BRIEF - In the listing below, locate the line containing "let start = self.iso_start_offset.unwrap_or(0);" and the line containing "in the root directory.". Output both of them and every line between, exactly as written, and nothing more.

RECORDS SUPPLIED -

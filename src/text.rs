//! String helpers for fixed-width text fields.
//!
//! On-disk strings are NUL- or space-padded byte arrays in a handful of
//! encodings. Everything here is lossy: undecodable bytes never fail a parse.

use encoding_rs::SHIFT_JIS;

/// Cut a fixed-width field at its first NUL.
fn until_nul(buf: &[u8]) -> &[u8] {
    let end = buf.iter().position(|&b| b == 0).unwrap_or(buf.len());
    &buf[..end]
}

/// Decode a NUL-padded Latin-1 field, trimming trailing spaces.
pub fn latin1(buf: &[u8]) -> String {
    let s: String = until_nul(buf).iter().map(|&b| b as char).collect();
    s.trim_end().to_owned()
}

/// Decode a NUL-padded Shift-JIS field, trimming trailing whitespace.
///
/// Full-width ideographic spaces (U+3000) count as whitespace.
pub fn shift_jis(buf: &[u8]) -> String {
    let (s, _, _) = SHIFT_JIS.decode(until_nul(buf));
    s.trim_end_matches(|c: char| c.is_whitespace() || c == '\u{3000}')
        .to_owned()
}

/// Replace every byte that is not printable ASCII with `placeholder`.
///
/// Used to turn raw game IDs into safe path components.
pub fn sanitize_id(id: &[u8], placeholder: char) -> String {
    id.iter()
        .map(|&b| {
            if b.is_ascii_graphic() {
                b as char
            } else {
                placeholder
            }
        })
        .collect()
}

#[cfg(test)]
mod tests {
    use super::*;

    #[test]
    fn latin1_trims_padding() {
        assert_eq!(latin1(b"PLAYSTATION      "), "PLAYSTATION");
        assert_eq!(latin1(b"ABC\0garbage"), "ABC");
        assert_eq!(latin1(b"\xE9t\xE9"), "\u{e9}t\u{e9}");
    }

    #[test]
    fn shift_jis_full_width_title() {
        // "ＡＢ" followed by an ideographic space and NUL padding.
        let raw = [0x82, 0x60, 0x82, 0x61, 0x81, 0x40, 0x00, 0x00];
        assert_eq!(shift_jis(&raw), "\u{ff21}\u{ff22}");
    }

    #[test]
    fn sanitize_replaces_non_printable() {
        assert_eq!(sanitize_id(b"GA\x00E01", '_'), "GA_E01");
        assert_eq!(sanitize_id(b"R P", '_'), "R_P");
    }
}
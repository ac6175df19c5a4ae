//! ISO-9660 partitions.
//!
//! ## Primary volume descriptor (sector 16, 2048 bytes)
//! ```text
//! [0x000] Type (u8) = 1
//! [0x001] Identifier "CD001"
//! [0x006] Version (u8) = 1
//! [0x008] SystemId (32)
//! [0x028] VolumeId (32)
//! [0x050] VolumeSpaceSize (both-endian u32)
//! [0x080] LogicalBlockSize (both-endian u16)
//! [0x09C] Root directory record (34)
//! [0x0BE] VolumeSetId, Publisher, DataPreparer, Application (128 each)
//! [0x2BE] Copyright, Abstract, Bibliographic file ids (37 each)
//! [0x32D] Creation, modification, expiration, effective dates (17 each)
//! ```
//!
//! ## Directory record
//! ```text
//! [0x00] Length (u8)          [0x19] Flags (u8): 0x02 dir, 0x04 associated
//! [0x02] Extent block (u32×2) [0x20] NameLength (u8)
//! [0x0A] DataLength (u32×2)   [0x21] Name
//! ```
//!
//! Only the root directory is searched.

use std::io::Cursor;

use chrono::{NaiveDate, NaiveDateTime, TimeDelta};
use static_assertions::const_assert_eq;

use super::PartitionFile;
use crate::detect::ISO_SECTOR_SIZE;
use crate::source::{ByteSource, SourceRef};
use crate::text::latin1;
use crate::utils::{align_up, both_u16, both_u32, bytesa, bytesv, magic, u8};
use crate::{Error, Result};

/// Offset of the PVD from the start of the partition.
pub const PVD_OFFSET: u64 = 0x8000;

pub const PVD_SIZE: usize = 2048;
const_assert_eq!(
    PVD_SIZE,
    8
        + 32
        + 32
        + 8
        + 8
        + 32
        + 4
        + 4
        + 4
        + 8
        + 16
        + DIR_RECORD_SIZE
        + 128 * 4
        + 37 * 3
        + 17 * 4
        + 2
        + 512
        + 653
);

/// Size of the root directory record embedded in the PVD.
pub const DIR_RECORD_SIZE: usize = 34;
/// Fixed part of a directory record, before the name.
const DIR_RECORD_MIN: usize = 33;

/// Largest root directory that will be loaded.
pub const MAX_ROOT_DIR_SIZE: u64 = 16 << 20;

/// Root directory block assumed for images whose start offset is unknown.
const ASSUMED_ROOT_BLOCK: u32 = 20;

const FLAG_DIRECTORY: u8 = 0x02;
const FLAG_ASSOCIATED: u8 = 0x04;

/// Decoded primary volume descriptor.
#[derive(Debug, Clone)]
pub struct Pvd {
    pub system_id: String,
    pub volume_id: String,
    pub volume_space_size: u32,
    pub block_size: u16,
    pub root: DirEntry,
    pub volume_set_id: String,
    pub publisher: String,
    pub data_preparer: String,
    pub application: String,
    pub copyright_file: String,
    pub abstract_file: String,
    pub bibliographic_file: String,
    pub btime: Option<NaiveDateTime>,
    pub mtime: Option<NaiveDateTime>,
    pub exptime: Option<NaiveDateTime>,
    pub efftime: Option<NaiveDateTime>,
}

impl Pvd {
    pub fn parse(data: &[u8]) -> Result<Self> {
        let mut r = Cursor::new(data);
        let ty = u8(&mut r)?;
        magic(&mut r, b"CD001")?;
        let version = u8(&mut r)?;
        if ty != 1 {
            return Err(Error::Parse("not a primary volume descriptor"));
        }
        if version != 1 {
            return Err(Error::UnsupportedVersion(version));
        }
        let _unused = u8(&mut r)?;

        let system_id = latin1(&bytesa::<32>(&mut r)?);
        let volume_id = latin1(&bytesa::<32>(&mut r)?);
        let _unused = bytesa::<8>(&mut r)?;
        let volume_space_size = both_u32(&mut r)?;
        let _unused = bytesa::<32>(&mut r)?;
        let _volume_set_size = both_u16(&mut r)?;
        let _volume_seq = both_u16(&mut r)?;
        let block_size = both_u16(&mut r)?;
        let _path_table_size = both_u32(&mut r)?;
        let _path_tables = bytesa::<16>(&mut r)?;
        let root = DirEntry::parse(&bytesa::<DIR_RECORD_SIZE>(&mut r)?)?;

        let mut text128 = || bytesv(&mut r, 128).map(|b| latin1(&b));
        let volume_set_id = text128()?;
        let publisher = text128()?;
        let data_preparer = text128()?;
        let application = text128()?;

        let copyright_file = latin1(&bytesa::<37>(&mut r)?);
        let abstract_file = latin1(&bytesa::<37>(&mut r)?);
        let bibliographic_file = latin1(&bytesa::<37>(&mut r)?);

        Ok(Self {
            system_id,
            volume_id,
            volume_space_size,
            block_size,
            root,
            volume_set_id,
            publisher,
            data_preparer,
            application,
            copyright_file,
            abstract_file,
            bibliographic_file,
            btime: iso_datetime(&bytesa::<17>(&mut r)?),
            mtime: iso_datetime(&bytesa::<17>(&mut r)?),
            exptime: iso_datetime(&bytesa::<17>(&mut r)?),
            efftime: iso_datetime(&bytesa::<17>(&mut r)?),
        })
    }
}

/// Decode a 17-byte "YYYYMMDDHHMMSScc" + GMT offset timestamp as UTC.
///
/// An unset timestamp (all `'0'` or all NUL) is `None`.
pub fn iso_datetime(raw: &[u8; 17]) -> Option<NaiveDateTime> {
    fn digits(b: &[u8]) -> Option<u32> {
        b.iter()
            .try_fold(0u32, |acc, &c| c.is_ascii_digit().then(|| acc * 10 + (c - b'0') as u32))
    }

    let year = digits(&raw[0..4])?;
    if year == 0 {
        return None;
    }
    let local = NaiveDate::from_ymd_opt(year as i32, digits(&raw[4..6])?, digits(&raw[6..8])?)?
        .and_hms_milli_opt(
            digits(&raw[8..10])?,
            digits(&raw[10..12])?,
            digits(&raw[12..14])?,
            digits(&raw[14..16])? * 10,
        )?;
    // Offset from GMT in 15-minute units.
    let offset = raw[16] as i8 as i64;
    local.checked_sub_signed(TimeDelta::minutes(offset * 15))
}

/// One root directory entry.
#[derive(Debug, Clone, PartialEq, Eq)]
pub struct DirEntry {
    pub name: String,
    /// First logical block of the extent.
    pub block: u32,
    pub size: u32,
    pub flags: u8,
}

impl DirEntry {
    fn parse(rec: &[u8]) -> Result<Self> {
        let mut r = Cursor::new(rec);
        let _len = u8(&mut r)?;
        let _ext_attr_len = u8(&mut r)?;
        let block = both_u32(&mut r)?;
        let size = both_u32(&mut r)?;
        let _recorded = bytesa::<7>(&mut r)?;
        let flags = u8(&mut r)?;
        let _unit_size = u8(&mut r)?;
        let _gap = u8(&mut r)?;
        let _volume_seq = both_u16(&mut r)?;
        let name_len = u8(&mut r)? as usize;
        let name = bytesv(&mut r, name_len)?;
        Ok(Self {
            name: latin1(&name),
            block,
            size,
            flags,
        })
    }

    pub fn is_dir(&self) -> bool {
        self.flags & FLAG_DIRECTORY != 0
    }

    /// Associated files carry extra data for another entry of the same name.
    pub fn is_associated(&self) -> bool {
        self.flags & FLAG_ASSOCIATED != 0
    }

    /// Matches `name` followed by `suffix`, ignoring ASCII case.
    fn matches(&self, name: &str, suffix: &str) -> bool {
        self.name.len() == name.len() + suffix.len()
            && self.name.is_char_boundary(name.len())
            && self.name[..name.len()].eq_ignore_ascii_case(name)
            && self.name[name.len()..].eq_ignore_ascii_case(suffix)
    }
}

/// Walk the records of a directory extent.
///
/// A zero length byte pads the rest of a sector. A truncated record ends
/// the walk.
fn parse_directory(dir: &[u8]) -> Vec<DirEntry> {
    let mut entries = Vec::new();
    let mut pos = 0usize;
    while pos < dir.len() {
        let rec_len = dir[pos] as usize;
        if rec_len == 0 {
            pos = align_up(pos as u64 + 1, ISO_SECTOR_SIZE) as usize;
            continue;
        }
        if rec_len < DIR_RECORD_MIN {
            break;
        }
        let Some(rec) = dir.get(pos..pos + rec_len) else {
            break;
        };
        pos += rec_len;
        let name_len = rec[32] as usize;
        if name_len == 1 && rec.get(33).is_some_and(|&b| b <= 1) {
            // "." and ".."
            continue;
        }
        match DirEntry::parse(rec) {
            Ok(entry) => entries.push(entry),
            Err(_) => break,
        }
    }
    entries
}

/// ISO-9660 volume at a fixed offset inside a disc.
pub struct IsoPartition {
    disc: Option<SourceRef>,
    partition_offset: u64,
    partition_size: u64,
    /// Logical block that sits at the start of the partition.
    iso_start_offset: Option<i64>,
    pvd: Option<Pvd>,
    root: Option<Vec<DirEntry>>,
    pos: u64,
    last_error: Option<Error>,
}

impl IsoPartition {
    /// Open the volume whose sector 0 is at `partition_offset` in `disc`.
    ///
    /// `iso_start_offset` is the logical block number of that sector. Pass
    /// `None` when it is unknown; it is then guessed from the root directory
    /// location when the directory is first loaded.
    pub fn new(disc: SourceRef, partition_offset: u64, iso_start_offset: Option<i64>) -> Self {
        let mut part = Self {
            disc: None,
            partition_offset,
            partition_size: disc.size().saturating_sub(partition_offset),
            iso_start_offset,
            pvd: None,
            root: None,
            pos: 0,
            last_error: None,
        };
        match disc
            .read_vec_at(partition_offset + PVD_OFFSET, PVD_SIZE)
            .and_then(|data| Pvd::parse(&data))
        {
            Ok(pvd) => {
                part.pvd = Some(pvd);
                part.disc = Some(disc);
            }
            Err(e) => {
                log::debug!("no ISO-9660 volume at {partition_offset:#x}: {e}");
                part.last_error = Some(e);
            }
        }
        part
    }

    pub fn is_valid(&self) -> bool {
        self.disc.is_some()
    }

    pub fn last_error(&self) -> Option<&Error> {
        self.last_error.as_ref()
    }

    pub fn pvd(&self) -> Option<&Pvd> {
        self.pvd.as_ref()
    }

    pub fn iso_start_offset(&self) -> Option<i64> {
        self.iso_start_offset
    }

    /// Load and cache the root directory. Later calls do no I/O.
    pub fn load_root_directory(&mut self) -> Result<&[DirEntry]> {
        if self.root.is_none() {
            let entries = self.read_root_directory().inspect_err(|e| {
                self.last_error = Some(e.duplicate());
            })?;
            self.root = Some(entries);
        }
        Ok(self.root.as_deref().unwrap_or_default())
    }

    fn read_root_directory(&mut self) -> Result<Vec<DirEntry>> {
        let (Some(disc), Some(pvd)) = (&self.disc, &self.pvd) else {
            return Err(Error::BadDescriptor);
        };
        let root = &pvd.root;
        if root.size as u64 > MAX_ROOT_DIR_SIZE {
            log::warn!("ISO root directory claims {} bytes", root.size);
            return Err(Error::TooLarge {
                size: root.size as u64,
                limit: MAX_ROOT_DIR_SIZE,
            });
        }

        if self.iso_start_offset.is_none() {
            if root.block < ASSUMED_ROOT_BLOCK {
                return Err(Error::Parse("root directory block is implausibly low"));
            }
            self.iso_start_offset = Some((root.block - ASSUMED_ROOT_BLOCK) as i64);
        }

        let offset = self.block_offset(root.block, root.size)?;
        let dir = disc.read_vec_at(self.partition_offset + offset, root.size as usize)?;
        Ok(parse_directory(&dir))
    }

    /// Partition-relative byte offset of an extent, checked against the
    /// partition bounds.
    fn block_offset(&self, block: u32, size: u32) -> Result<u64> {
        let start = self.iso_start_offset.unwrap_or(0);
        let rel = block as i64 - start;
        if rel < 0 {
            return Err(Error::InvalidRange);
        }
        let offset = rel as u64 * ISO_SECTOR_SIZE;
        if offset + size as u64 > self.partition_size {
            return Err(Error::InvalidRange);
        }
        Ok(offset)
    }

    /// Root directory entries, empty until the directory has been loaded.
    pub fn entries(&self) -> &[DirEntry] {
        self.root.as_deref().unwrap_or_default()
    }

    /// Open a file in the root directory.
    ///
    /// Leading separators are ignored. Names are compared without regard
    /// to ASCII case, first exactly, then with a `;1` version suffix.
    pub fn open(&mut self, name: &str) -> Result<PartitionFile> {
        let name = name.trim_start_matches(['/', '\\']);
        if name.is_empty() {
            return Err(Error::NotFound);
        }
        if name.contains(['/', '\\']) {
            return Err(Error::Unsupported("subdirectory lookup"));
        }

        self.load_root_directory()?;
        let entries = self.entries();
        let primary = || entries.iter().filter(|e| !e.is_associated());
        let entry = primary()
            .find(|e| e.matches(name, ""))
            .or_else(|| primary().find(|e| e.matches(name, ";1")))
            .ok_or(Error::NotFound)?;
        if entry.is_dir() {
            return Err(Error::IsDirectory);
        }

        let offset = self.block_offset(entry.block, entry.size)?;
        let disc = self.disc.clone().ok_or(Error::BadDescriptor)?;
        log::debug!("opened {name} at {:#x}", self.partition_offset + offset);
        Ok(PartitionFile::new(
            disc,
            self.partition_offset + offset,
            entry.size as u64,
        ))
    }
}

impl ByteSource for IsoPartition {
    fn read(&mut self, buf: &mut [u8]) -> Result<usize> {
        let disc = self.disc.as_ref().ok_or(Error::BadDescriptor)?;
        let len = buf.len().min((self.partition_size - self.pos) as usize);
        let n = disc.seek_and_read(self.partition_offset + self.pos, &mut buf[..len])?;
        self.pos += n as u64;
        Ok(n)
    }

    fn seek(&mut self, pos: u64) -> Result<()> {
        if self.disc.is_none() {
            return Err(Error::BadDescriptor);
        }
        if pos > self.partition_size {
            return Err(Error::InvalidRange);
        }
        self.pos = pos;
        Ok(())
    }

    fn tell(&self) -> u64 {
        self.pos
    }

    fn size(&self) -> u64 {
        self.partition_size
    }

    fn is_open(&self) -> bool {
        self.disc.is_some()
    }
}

REPLY TO THE TASK -
        let start = self.iso_start_offset.unwrap_or(0);
        let rel = block as i64 - start;
        if rel < 0 {
            return Err(Error::InvalidRange);
        }
        let offset = rel as u64 * ISO_SECTOR_SIZE;
        if offset + size as u64 > self.partition_size {
            return Err(Error::InvalidRange);
        }
        Ok(offset)
    }

    /// Root directory entries, empty until the directory has been loaded.
    pub fn entries(&self) -> &[DirEntry] {
        self.root.as_deref().unwrap_or_default()
    }

    /// Open a file in the root directory.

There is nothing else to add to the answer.